As Nonna said you want to help limit falls, but there may come a time with advanced PD clients when it is better to utilize a wheel chair rather than attempt to reduce falls with walking. Without individual assessment it is impossible to say what is best for the person you are referring to of course. Due to the common cognitive deficits and obvious motor disturbances a person CAN enjoy quality of life in a more independent manner by utilizing a wheel chair. Many of my clients with more advanced PD who are ambulatory have repeat falls with fractures of facial and upper extremity bones. Helping a client recover from a hip replacement due to falling from advanced PD is a real challenge.

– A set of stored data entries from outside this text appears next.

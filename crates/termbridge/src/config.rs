//! Configuration management for the termbridge server.
//!
//! This module provides TOML-based configuration file loading and saving.
//! The default configuration path is `~/.config/termbridge/config.toml`.

use std::fs;
use std::net::{IpAddr, Ipv4Addr, Ipv6Addr, SocketAddr};
use std::path::{Path, PathBuf};
use std::time::Duration;

use anyhow::{Context, Result};
use protocol::{TERMINAL_PATH, TERM_TYPE};
use serde::{Deserialize, Serialize};
use thiserror::Error;

/// Configuration validation errors.
#[derive(Debug, Error, PartialEq)]
pub enum ConfigError {
    #[error("bind_addr must be a socket address like 127.0.0.1:3010, got {0}")]
    InvalidBindAddr(String),

    #[error("path must start with '/', got {0}")]
    InvalidPath(String),

    #[error("max_sessions must be between 1 and 1000, got {0}")]
    InvalidMaxSessions(usize),

    #[error("shell path does not exist: {0}")]
    InvalidShellPath(String),

    #[error("read_chunk_size must be between 1 and 1048576, got {0}")]
    InvalidChunkSize(usize),

    #[error("max_frame_size must be at least 1024 bytes, got {0}")]
    InvalidMaxFrameSize(usize),

    #[error("teardown_timeout_ms must be between 1 and 60000, got {0}")]
    InvalidTeardownTimeout(u64),

    #[error("log_level must be one of: trace, debug, info, warn, error; got {0}")]
    InvalidLogLevel(String),
}

/// Valid log level values for tracing configuration.
const VALID_LOG_LEVELS: &[&str] = &["trace", "debug", "info", "warn", "error"];

/// Default listen address.
pub const DEFAULT_BIND_ADDR: &str = "127.0.0.1:3010";

/// Main configuration structure for the termbridge server.
#[derive(Debug, Clone, Serialize, Deserialize, PartialEq, Default)]
#[serde(default)]
pub struct Config {
    /// General daemon configuration.
    pub daemon: DaemonConfig,

    /// Listener configuration.
    pub server: ServerConfig,

    /// Per-session terminal configuration.
    pub session: SessionConfig,
}

/// General daemon configuration.
#[derive(Debug, Clone, Serialize, Deserialize, PartialEq)]
#[serde(default)]
pub struct DaemonConfig {
    /// Logging level (trace, debug, info, warn, error).
    pub log_level: String,
}

/// Listener configuration.
#[derive(Debug, Clone, Serialize, Deserialize, PartialEq)]
#[serde(default)]
pub struct ServerConfig {
    /// Address the WebSocket endpoint listens on.
    pub bind_addr: String,

    /// Request path that is upgraded to a terminal connection.
    pub path: String,

    /// Maximum number of concurrent terminal sessions.
    pub max_sessions: usize,
}

/// Per-session terminal configuration.
#[derive(Debug, Clone, Serialize, Deserialize, PartialEq)]
#[serde(default)]
pub struct SessionConfig {
    /// Shell launched for each connection.
    pub shell: String,

    /// Value exported as `TERM`.
    pub term: String,

    /// Working directory for new shells. Empty means the server's own.
    pub cwd: Option<PathBuf>,

    /// Maximum bytes per PTY read, and so per outbound frame.
    pub read_chunk_size: usize,

    /// Largest accepted inbound WebSocket message or frame, in bytes.
    pub max_frame_size: usize,

    /// Close sessions with no traffic for this long (0 = never).
    pub idle_timeout_secs: u64,

    /// Upper bound on each teardown wait, in milliseconds.
    pub teardown_timeout_ms: u64,
}

impl Default for DaemonConfig {
    fn default() -> Self {
        Self {
            log_level: "info".to_string(),
        }
    }
}

impl Default for ServerConfig {
    fn default() -> Self {
        Self {
            bind_addr: DEFAULT_BIND_ADDR.to_string(),
            path: TERMINAL_PATH.to_string(),
            max_sessions: 16,
        }
    }
}

impl Default for SessionConfig {
    fn default() -> Self {
        Self {
            shell: default_shell(),
            term: TERM_TYPE.to_string(),
            cwd: None,
            read_chunk_size: 4096,
            max_frame_size: 1024 * 1024, // 1 MiB
            idle_timeout_secs: 0,
            teardown_timeout_ms: 2000,
        }
    }
}

impl ServerConfig {
    /// Parses `bind_addr`.
    pub fn socket_addr(&self) -> Result<SocketAddr, ConfigError> {
        self.bind_addr
            .parse()
            .map_err(|_| ConfigError::InvalidBindAddr(self.bind_addr.clone()))
    }

    /// WebSocket URL a local client should use to reach this server.
    ///
    /// Wildcard listen addresses are replaced with the matching loopback.
    pub fn client_url(&self) -> Result<String, ConfigError> {
        let mut addr = self.socket_addr()?;
        if addr.ip().is_unspecified() {
            let loopback = match addr.ip() {
                IpAddr::V4(_) => IpAddr::V4(Ipv4Addr::LOCALHOST),
                IpAddr::V6(_) => IpAddr::V6(Ipv6Addr::LOCALHOST),
            };
            addr.set_ip(loopback);
        }
        Ok(format!("ws://{}{}", addr, self.path))
    }
}

impl SessionConfig {
    /// Idle timeout, or `None` when disabled.
    pub fn idle_timeout(&self) -> Option<Duration> {
        (self.idle_timeout_secs > 0).then(|| Duration::from_secs(self.idle_timeout_secs))
    }

    /// Bound applied to each teardown step.
    pub fn teardown_timeout(&self) -> Duration {
        Duration::from_millis(self.teardown_timeout_ms)
    }
}

/// Returns the default configuration file path.
pub fn default_config_path() -> PathBuf {
    dirs::config_dir()
        .unwrap_or_else(|| PathBuf::from("."))
        .join("termbridge")
        .join("config.toml")
}

/// Returns `$SHELL`, falling back to `/bin/sh`.
fn default_shell() -> String {
    std::env::var("SHELL")
        .ok()
        .filter(|shell| !shell.is_empty())
        .unwrap_or_else(|| "/bin/sh".to_string())
}

impl Config {
    /// Apply environment variable overrides to the configuration.
    ///
    /// Environment variables take precedence over config file values.
    /// Supported variables:
    /// - TERMBRIDGE_BIND: Override listen address
    /// - TERMBRIDGE_SHELL: Override the shell launched per connection
    /// - TERMBRIDGE_LOG_LEVEL: Override log level (trace, debug, info, warn, error)
    pub fn apply_env_overrides(&mut self) {
        if let Ok(addr) = std::env::var("TERMBRIDGE_BIND") {
            if !addr.is_empty() {
                tracing::info!("Overriding bind_addr from environment: {}", addr);
                self.server.bind_addr = addr;
            }
        }

        if let Ok(shell) = std::env::var("TERMBRIDGE_SHELL") {
            if !shell.is_empty() {
                tracing::info!("Overriding shell from environment: {}", shell);
                self.session.shell = shell;
            }
        }

        if let Ok(level) = std::env::var("TERMBRIDGE_LOG_LEVEL") {
            if !level.is_empty() {
                tracing::info!("Overriding log_level from environment: {}", level);
                self.daemon.log_level = level;
            }
        }
    }

    /// Validate the configuration values.
    ///
    /// Returns an error if any configuration value is outside the valid range.
    pub fn validate(&self) -> Result<(), ConfigError> {
        self.server.socket_addr()?;

        if !self.server.path.starts_with('/') {
            return Err(ConfigError::InvalidPath(self.server.path.clone()));
        }

        if self.server.max_sessions < 1 || self.server.max_sessions > 1000 {
            return Err(ConfigError::InvalidMaxSessions(self.server.max_sessions));
        }

        let shell_path = Path::new(&self.session.shell);
        if shell_path.is_absolute() {
            if !shell_path.exists() {
                return Err(ConfigError::InvalidShellPath(self.session.shell.clone()));
            }
        } else if which::which(&self.session.shell).is_err() {
            return Err(ConfigError::InvalidShellPath(self.session.shell.clone()));
        }

        if self.session.read_chunk_size == 0 || self.session.read_chunk_size > 1024 * 1024 {
            return Err(ConfigError::InvalidChunkSize(self.session.read_chunk_size));
        }

        if self.session.max_frame_size < 1024 {
            return Err(ConfigError::InvalidMaxFrameSize(self.session.max_frame_size));
        }

        if self.session.teardown_timeout_ms == 0 || self.session.teardown_timeout_ms > 60_000 {
            return Err(ConfigError::InvalidTeardownTimeout(
                self.session.teardown_timeout_ms,
            ));
        }

        let level = self.daemon.log_level.to_lowercase();
        if !VALID_LOG_LEVELS.contains(&level.as_str()) {
            return Err(ConfigError::InvalidLogLevel(self.daemon.log_level.clone()));
        }

        Ok(())
    }

    /// Load configuration from a file.
    ///
    /// If the file does not exist, returns the default configuration.
    /// If the file exists but is invalid TOML, returns an error with
    /// a helpful message.
    pub fn load<P: AsRef<Path>>(path: P) -> Result<Self> {
        let path = path.as_ref();

        if !path.exists() {
            tracing::debug!("Config file not found at {:?}, using defaults", path);
            return Ok(Self::default());
        }

        let contents = fs::read_to_string(path)
            .with_context(|| format!("Failed to read config file: {}", path.display()))?;

        Self::from_toml(&contents)
            .with_context(|| format!("Failed to parse config file: {}", path.display()))
    }

    /// Load configuration from the default path.
    pub fn load_default() -> Result<Self> {
        Self::load(default_config_path())
    }

    /// Parse configuration from a TOML string.
    pub fn from_toml(toml_str: &str) -> Result<Self> {
        toml::from_str(toml_str)
            .map_err(|e| anyhow::anyhow!("Invalid TOML configuration: {}", format_toml_error(&e)))
    }

    /// Save configuration to a file.
    ///
    /// Creates parent directories if they don't exist.
    pub fn save<P: AsRef<Path>>(&self, path: P) -> Result<()> {
        let path = path.as_ref();

        if let Some(parent) = path.parent() {
            fs::create_dir_all(parent).with_context(|| {
                format!("Failed to create config directory: {}", parent.display())
            })?;
        }

        let contents = self.to_toml()?;
        fs::write(path, contents)
            .with_context(|| format!("Failed to write config file: {}", path.display()))?;

        tracing::debug!("Configuration saved to {:?}", path);
        Ok(())
    }

    /// Serialize configuration to a TOML string.
    pub fn to_toml(&self) -> Result<String> {
        toml::to_string_pretty(self).context("Failed to serialize configuration to TOML")
    }
}

/// Format a TOML deserialization error for user-friendly display.
fn format_toml_error(error: &toml::de::Error) -> String {
    let mut msg = error.message().to_string();

    if let Some(span) = error.span() {
        msg.push_str(&format!(" (at position {}..{})", span.start, span.end));
    }

    msg
}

If they are still capable of learning and adapting PD clients often make significant gains from programs like LSVT BIG and LOUD. These specific treatment regimens are fantastic for earlier diagnosed clients and still have much to offer for more advanced folks. lsvtglobal.com Many PTs and OTs are trained in the BIG and Speech Pathologists are the experts with the LOUD program. Clients are often very empowered with being able to be heard again after years of not being able to speak loud enough to be heard.
Either of the settings you mention will have PT, OT, and SLP. Ask them if they have training or certifications in PD treatment. IF they do run with it. IF they do not give them the web sight for starters and learn together.
My heart goes to you. PD can be wicked.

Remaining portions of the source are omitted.